Forecasting Weather the Natural Way

When I was a kid my mom lived in a trailer on my Grandparents farm. I spent every waking moment that I was not in school literally following in my Grampa's steps. He taught me how to "listen" to the world around me. Naturally most of my world is animals.

The animals in my life are telling me that it's going to be a long, cold winter. Living in Cincinnati we don't see "winter" until late November. We've actually had years where we were wearing short sleeves at Christmas. Not this year.

Bonnie and Rosie have been shedding out their summer coats since late August. Bonnie has about as much of a winter coat now then she had all last year.

And I think Rosie's winter coat is light in colour as her legs are turning a nice caramel colour. Being the first winter I've had her I'm excited to see what happens. She's also growing a nice beard that you can barely see in the picture.

And then tonight while Jim and I were at the barn finishing up the electric fence repairs I found this Wooly Worm.

According to folk lore it's the brown band on a Wooly Worm that is the indicator of harshness of winter. The thinner the band of brown the more harsh the winter. As you can see he's all black.


  1. Yikes!! That's one very big band! I'm not in the mood for a long, cold winter. Oh well....snow is very pretty!
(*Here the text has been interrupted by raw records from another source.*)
//! Value hashing for scalars.
//!
//! Merge-key arrays and `$deleteFromPrimitiveList` compare elements by value.
//! [`HashKey`] is the hashable projection of a [`Scalar`] used for that.

use std::fmt;

use chrono::{DateTime, FixedOffset};

use crate::node::Scalar;

/// Hashable, totally comparable projection of a scalar value.
///
/// Floats compare by bit pattern after normalising `-0.0` to `0.0` and every
/// NaN to one canonical NaN, so equal-looking values hash equally.
#[derive(Clone, Debug, PartialEq, Eq, Hash)]
pub enum HashKey {
    Null,
    Bool(bool),
    Int(i64),
    Float(u64),
    String(String),
    Timestamp(DateTime<FixedOffset>),
}

impl HashKey {
    pub fn from_scalar(scalar: &Scalar) -> Self {
        match scalar {
            Scalar::Null => HashKey::Null,
            Scalar::Bool(b) => HashKey::Bool(*b),
            Scalar::Int(i) => HashKey::Int(*i),
            Scalar::Float(f) => HashKey::Float(canonical_bits(*f)),
            Scalar::String(s) => HashKey::String(s.clone()),
            Scalar::Timestamp(ts) => HashKey::Timestamp(*ts),
        }
    }

    /// Rebuild the scalar this key was derived from.
    pub fn to_scalar(&self) -> Scalar {
        match self {
            HashKey::Null => Scalar::Null,
            HashKey::Bool(b) => Scalar::Bool(*b),
            HashKey::Int(i) => Scalar::Int(*i),
            HashKey::Float(bits) => Scalar::Float(f64::from_bits(*bits)),
            HashKey::String(s) => Scalar::String(s.clone()),
            HashKey::Timestamp(ts) => Scalar::Timestamp(*ts),
        }
    }
}

fn canonical_bits(value: f64) -> u64 {
    if value.is_nan() {
        f64::NAN.to_bits()
    } else if value == 0.0 {
        0.0f64.to_bits()
    } else {
        value.to_bits()
    }
}

impl fmt::Display for HashKey {
    fn fmt(&self, f: &mut fmt::Formatter<'_>) -> fmt::Result {
        write!(f, "{}", self.to_scalar())
    }
}

#[cfg(test)]
mod tests {
    use super::*;
    use std::collections::HashSet;

    #[test]
    fn equal_scalars_hash_equal() {
        let mut set = HashSet::new();
        set.insert(Scalar::String("a".into()).hash_key());
        assert!(set.contains(&Scalar::String("a".into()).hash_key()));
        assert!(!set.contains(&Scalar::Int(1).hash_key()));
    }

    #[test]
    fn int_and_string_are_distinct() {
        assert_ne!(
            Scalar::Int(1).hash_key(),
            Scalar::String("1".into()).hash_key()
        );
    }

    #[test]
    fn float_normalisation() {
        assert_eq!(
            Scalar::Float(0.0).hash_key(),
            Scalar::Float(-0.0).hash_key()
        );
        assert_eq!(
            Scalar::Float(f64::NAN).hash_key(),
            Scalar::Float(-f64::NAN).hash_key()
        );
    }

    #[test]
    fn round_trips_to_scalar() {
        let scalar = Scalar::Bool(true);
        assert_eq!(scalar.hash_key().to_scalar(), scalar);
        assert_eq!(HashKey::String("x".into()).to_string(), "x");
    }
}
  2. The critters do seem to know, don't they? Marley started growing his winter coat in early September; Misty started a couple weeks ago. And I've been told the squirrels have been extra busy gathering their food storage. We're expecting a harsh winter here too. My DH will be excited to use his new snow blower more that last year. Very interesting about the wooly worm.

  3. My late great pony Jamie always predicted the winter weather accurately. Not just how long and how severe but whether or not it would be cold and dry or warmer and full of snow. My remaining ponies are not nearly so accurate and I miss the heads up his hair coat always gave me.

  4. I used to amaze my hubby when we'd pass a farm and all the horses were standing head down butt facing the same direction. I'd say it's going to storm and it's going to come from "that" direction. Indicating the direction the rumps were facing. He'd look around at the blue skys and say "No.. nice weather". Within an hour thunder storm and wind.


Happy Trails!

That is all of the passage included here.